As for the website, there are plans for it to come out of draft mode officially in January. I have asked May Morris, an unpublished Aboriginal poet/writer/singer here in the Blue Mountains, to participate in a little ceremony to launch the challenge. May has kindly offered to sing in the website, to draw on her mixed heritage and tap into the strength of our planet’s oldest, continuous living history, to give this endeavour a blessing. Her song will aim to encourage, inspire and embrace all women, writers and readers, indigenous and non-indigenous, across Australia and across the world, inviting us all to discover and explore the finest of Australian women’s writing in 2012.
It’s going to be a great year.
And the fact that some men have also signed up and committed themselves to read and review more writing by Australian women? That’s a bonus. But male readers and reviewers were never at the heart of this problem. That heart is us: Australian women. It’s up to us to breathe life back into our collective consciousness, to nurture our minds, bodies and spirits with our own stories, to share the creativity we have in abundance and celebrate together.
Acclaimed Australian poet and environmentalist Judith Wright once published a book of her talks and essays called Because I was invited. I’ve borrowed that title for this piece. Why? Because I believe that ‘pushing’ and promoting ourselves as writers, as some have exhorted us to do, isn’t the way to go forward with this; such a strategy asks us to work from our weaknesses, rather than our strengths. It assumes an idea of subjectivity which is individualistic, rather than one that is collective. And it’s this individualistic view, in my opinion, which has helped to create the world’s many injustices, which has oppressed – and continues to oppress – many disadvantaged groups, not only women. It is a way of being in the world, I believe, which threatens the survival of our beautiful planet, one we cannot allow to persist. My personal preference is to see all of nature, human beings included, as part of a living, intelligent, creative system, a network that supports and nurtures even the weakest among us – if we allow it to work in us and through us.

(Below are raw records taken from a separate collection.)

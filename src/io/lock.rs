use std::fs::{File, OpenOptions};
use std::io::{Read, Seek, SeekFrom, Write};
use std::path::{Path, PathBuf};
use std::time::{Duration, Instant};

/// Advisory write lock over a deck/ directory.
///
/// CLI invocations and the TUI serialize their saves through an exclusive
/// flock on deck/.lock. On acquire the holder writes its pid into the
/// file, so a process that gives up waiting can report who is in the way.
/// The file itself is never removed: the flock dies with the holding
/// process anyway, and unlinking a locked file would let a third process
/// lock a fresh inode while the old one is still held.
#[derive(Debug)]
pub struct DeckLock {
    _file: File,
}

/// Error type for lock operations
#[derive(Debug, thiserror::Error)]
pub enum LockError {
    #[error("could not create lock file at {path}: {source}")]
    Create {
        path: PathBuf,
        source: std::io::Error,
    },
    #[error("deck is locked by {holder} ({path})")]
    Busy { path: PathBuf, holder: String },
    #[error("lock error: {0}")]
    Io(#[from] std::io::Error),
}

impl DeckLock {
    /// Acquire the write lock, waiting up to `timeout` with backing-off
    /// retries. The lock is released when the returned guard drops.
    pub fn acquire(deck_dir: &Path, timeout: Duration) -> Result<Self, LockError> {
        let lock_path = deck_dir.join(".lock");
        let mut file = OpenOptions::new()
            .create(true)
            .read(true)
            .write(true)
            .truncate(false)
            .open(&lock_path)
            .map_err(|e| LockError::Create {
                path: lock_path.clone(),
                source: e,
            })?;

        let deadline = Instant::now() + timeout;
        let mut backoff = Duration::from_millis(5);
        loop {
            if try_lock(&file).is_ok() {
                // Lock held: record this process for contenders to report
                file.set_len(0)?;
                file.seek(SeekFrom::Start(0))?;
                writeln!(file, "pid {}", std::process::id())?;
                file.flush()?;
                return Ok(DeckLock { _file: file });
            }
            let now = Instant::now();
            if now >= deadline {
                return Err(LockError::Busy {
                    holder: read_holder(&mut file),
                    path: lock_path,
                });
            }
            std::thread::sleep(backoff.min(deadline - now));
            backoff = (backoff * 2).min(Duration::from_millis(100));
        }
    }

    /// Acquire with the default timeout (5 seconds)
    pub fn acquire_default(deck_dir: &Path) -> Result<Self, LockError> {
        Self::acquire(deck_dir, Duration::from_secs(5))
    }
}

/// Whatever the current holder wrote on acquire, for the Busy error
fn read_holder(file: &mut File) -> String {
    let mut text = String::new();
    if file.seek(SeekFrom::Start(0)).is_ok() && file.read_to_string(&mut text).is_ok() {
        let line = text.lines().next().unwrap_or("").trim();
        if !line.is_empty() {
            return line.to_string();
        }
    }
    "another taskdeck process".to_string()
}

/// Try to take an exclusive flock on the file (non-blocking)
#[cfg(unix)]
fn try_lock(file: &File) -> Result<(), std::io::Error> {
    use std::os::unix::io::AsRawFd;
    let result = unsafe { libc::flock(file.as_raw_fd(), libc::LOCK_EX | libc::LOCK_NB) };
    if result == 0 {
        Ok(())
    } else {
        Err(std::io::Error::last_os_error())
    }
}

#[cfg(not(unix))]
fn try_lock(_file: &File) -> Result<(), std::io::Error> {
    // Advisory only on non-Unix platforms
    Ok(())
}
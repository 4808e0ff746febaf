use std::path::Path;
use std::sync::mpsc;

use notify::{Config, Event, EventKind, RecommendedWatcher, RecursiveMode, Watcher};

use super::project_io::{CONFIG_FILE, TASKS_FILE, VIEWS_FILE};

/// Which deck documents changed on disk since the last poll.
#[derive(Debug, Clone, Copy, Default, PartialEq, Eq)]
pub struct DeckChanges {
    pub config: bool,
    pub tasks: bool,
    pub views: bool,
}

impl DeckChanges {
    pub fn any(self) -> bool {
        self.config || self.tasks || self.views
    }

    fn merge(&mut self, other: DeckChanges) {
        self.config |= other.config;
        self.tasks |= other.tasks;
        self.views |= other.views;
    }
}

/// Sort event paths into the documents they belong to.
///
/// Keyed on the three known file names rather than extensions, so the
/// lock file, the UI state file, and the temp files from atomic saves
/// never trigger a reload.
fn classify<I, P>(paths: I) -> DeckChanges
where
    I: IntoIterator<Item = P>,
    P: AsRef<Path>,
{
    let mut changes = DeckChanges::default();
    for path in paths {
        match path.as_ref().file_name().and_then(|n| n.to_str()) {
            Some(CONFIG_FILE) => changes.config = true,
            Some(TASKS_FILE) => changes.tasks = true,
            Some(VIEWS_FILE) => changes.views = true,
            _ => {}
        }
    }
    changes
}

/// Watches a deck/ directory and reports, per poll, which documents
/// changed. Every deck document lives directly in the directory, so the
/// watch is non-recursive.
pub struct DeckWatcher {
    _watcher: RecommendedWatcher,
    rx: mpsc::Receiver<DeckChanges>,
}

impl DeckWatcher {
    /// Start watching the given deck/ directory. `poll()` should be
    /// called from the owning event loop's tick.
    pub fn start(deck_dir: &Path) -> Result<Self, notify::Error> {
        let (tx, rx) = mpsc::channel();

        let mut watcher = RecommendedWatcher::new(
            move |result: Result<Event, notify::Error>| {
                let Ok(event) = result else { return };
                if !matches!(
                    event.kind,
                    EventKind::Create(_) | EventKind::Modify(_) | EventKind::Remove(_)
                ) {
                    return;
                }
                let changes = classify(&event.paths);
                if changes.any() {
                    let _ = tx.send(changes);
                }
            },
            Config::default(),
        )?;

        watcher.watch(deck_dir, RecursiveMode::NonRecursive)?;
        Ok(DeckWatcher {
            _watcher: watcher,
            rx,
        })
    }

    /// Coalesce everything queued since the last call. A burst of events
    /// (an atomic save is a create plus a rename) collapses into one
    /// answer; an empty queue reads as no changes.
    pub fn poll(&self) -> DeckChanges {
        let mut changes = DeckChanges::default();
        while let Ok(batch) = self.rx.try_recv() {
            changes.merge(batch);
        }
        changes
    }
}
use chrono::NaiveDate;

use crate::model::task::{Status, Task};
use crate::pipeline::field::DATE_FORMAT;

/// Per-status task counts over a (sub)tree
#[derive(Debug, Clone, Copy, Default, PartialEq, Eq)]
pub struct StatusCounts {
    pub new: usize,
    pub planned: usize,
    pub in_progress: usize,
    pub in_review: usize,
    pub completed: usize,
}

impl StatusCounts {
    pub fn total(&self) -> usize {
        self.new + self.planned + self.in_progress + self.in_review + self.completed
    }

    pub fn get(&self, status: Status) -> usize {
        match status {
            Status::New => self.new,
            Status::Planned => self.planned,
            Status::InProgress => self.in_progress,
            Status::InReview => self.in_review,
            Status::Completed => self.completed,
        }
    }

    fn bump(&mut self, status: Status) {
        match status {
            Status::New => self.new += 1,
            Status::Planned => self.planned += 1,
            Status::InProgress => self.in_progress += 1,
            Status::InReview => self.in_review += 1,
            Status::Completed => self.completed += 1,
        }
    }
}

/// Project-level numbers for the status row and `td stats`
#[derive(Debug, Clone, Copy, Default, PartialEq, Eq)]
pub struct DeckStats {
    pub counts: StatusCounts,
    /// Tasks with a due date before `today` that aren't completed
    pub overdue: usize,
}

impl DeckStats {
    /// Completion as a whole percentage (0 for an empty tree)
    pub fn done_percent(&self) -> usize {
        let total = self.counts.total();
        if total == 0 {
            return 0;
        }
        self.counts.completed * 100 / total
    }
}

/// Tally the whole tree. `today` is passed in rather than read from the
/// clock so callers and tests agree on what counts as overdue.
pub fn compute_stats(tasks: &[Task], today: NaiveDate) -> DeckStats {
    let mut stats = DeckStats::default();
    walk(tasks, today, &mut stats);
    stats
}

fn walk(tasks: &[Task], today: NaiveDate, stats: &mut DeckStats) {
    for task in tasks {
        stats.counts.bump(task.status);
        if task.status != Status::Completed
            && let Some(due) = &task.due_date
            && let Ok(date) = NaiveDate::parse_from_str(due.trim(), DATE_FORMAT)
            && date < today
        {
            stats.overdue += 1;
        }
        walk(&task.children, today, stats);
    }
}
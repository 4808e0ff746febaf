use crate::model::view::{
    FilterRule, SortDirection, SortSpec, ViewConfig, ViewKind,
};

/// Error type for view-configuration operations
#[derive(Debug, thiserror::Error)]
pub enum ViewError {
    #[error("view not found: {0}")]
    NotFound(String),
    #[error("view id already in use: {0}")]
    DuplicateId(String),
    #[error("cannot remove the last view")]
    LastView,
}

fn find_view_mut<'a>(views: &'a mut [ViewConfig], id: &str) -> Result<&'a mut ViewConfig, ViewError> {
    views
        .iter_mut()
        .find(|v| v.id == id)
        .ok_or_else(|| ViewError::NotFound(id.to_string()))
}

// ---------------------------------------------------------------------------
// View CRUD
// ---------------------------------------------------------------------------

pub fn add_view(
    views: &mut Vec<ViewConfig>,
    id: String,
    name: String,
    kind: ViewKind,
) -> Result<(), ViewError> {
    if views.iter().any(|v| v.id == id) {
        return Err(ViewError::DuplicateId(id));
    }
    views.push(ViewConfig::new(id, name, kind));
    Ok(())
}

pub fn rename_view(views: &mut [ViewConfig], id: &str, name: String) -> Result<(), ViewError> {
    find_view_mut(views, id)?.name = name;
    Ok(())
}

pub fn remove_view(views: &mut Vec<ViewConfig>, id: &str) -> Result<(), ViewError> {
    if views.len() == 1 {
        return Err(ViewError::LastView);
    }
    let pos = views
        .iter()
        .position(|v| v.id == id)
        .ok_or_else(|| ViewError::NotFound(id.to_string()))?;
    views.remove(pos);
    Ok(())
}

// ---------------------------------------------------------------------------
// Sort rule
// ---------------------------------------------------------------------------

pub fn set_sort(views: &mut [ViewConfig], id: &str, sort: Option<SortSpec>) -> Result<(), ViewError> {
    find_view_mut(views, id)?.sort = sort;
    Ok(())
}

/// Cycle the sort state of a column: none → asc → desc → none. Picking a
/// different column starts over at ascending.
pub fn toggle_sort(views: &mut [ViewConfig], id: &str, column: &str) -> Result<(), ViewError> {
    let view = find_view_mut(views, id)?;
    view.sort = match &view.sort {
        Some(spec) if spec.column == column => match spec.direction {
            SortDirection::Asc => Some(SortSpec {
                column: column.to_string(),
                direction: SortDirection::Desc,
            }),
            SortDirection::Desc => None,
        },
        _ => Some(SortSpec {
            column: column.to_string(),
            direction: SortDirection::Asc,
        }),
    };
    Ok(())
}

// ---------------------------------------------------------------------------
// Filter rules
// ---------------------------------------------------------------------------

pub fn add_filter(views: &mut [ViewConfig], id: &str, rule: FilterRule) -> Result<(), ViewError> {
    find_view_mut(views, id)?.filters.push(rule);
    Ok(())
}

/// Remove one rule by position in the view's ordered rule list
pub fn remove_filter(views: &mut [ViewConfig], id: &str, index: usize) -> Result<(), ViewError> {
    let view = find_view_mut(views, id)?;
    if index < view.filters.len() {
        view.filters.remove(index);
    }
    Ok(())
}

pub fn clear_filters(views: &mut [ViewConfig], id: &str) -> Result<(), ViewError> {
    find_view_mut(views, id)?.filters.clear();
    Ok(())
}

#[cfg(test)]
mod tests {
    use super::*;
    use crate::model::view::{FilterOperator, default_views};

    #[test]
    fn add_rejects_duplicate_ids() {
        let mut views = default_views();
        add_view(&mut views, "sprint".into(), "Sprint".into(), ViewKind::Table).unwrap();
        assert!(matches!(
            add_view(&mut views, "sprint".into(), "Again".into(), ViewKind::Board),
            Err(ViewError::DuplicateId(_))
        ));
    }

    #[test]
    fn remove_keeps_at_least_one_view() {
        let mut views = default_views();
        remove_view(&mut views, "board").unwrap();
        assert!(matches!(
            remove_view(&mut views, "all"),
            Err(ViewError::LastView)
        ));
        assert!(matches!(
            remove_view(&mut views, "gone"),
            Err(ViewError::NotFound(_))
        ));
    }

    #[test]
    fn toggle_cycles_asc_desc_none() {
        let mut views = default_views();
        toggle_sort(&mut views, "all", "due_date").unwrap();
        assert_eq!(
            views[0].sort,
            Some(SortSpec {
                column: "due_date".into(),
                direction: SortDirection::Asc
            })
        );

        toggle_sort(&mut views, "all", "due_date").unwrap();
        assert_eq!(views[0].sort.as_ref().unwrap().direction, SortDirection::Desc);

        toggle_sort(&mut views, "all", "due_date").unwrap();
        assert!(views[0].sort.is_none());
    }

    #[test]
    fn toggle_on_new_column_restarts_ascending() {
        let mut views = default_views();
        toggle_sort(&mut views, "all", "due_date").unwrap();
        toggle_sort(&mut views, "all", "priority").unwrap();
        let sort = views[0].sort.as_ref().unwrap();
        assert_eq!(sort.column, "priority");
        assert_eq!(sort.direction, SortDirection::Asc);
    }

    #[test]
    fn filter_rules_append_remove_clear() {
        let mut views = default_views();
        add_filter(
            &mut views,
            "all",
            FilterRule::new("status", FilterOperator::IsNot, "completed"),
        )
        .unwrap();
        add_filter(
            &mut views,
            "all",
            FilterRule::new("priority", FilterOperator::Is, "urgent"),
        )
        .unwrap();
        assert_eq!(views[0].filters.len(), 2);

        remove_filter(&mut views, "all", 0).unwrap();
        assert_eq!(views[0].filters.len(), 1);
        assert_eq!(views[0].filters[0].column, "priority");

        // Out-of-range index is a no-op
        remove_filter(&mut views, "all", 9).unwrap();
        assert_eq!(views[0].filters.len(), 1);

        clear_filters(&mut views, "all").unwrap();
        assert!(views[0].filters.is_empty());
    }
}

Rather than pushing, therefore, I choose Wright’s idea of the invitation. Inviting, collaborating, sharing – these are the strategies that feel right for me, as a woman, and as a human being, facing the greatest challenges of the 21st century, that of our collective survival.
So I invite you now to join me, to share and celebrate together the best of Australian women’s writing in 2012. How about it, ladies?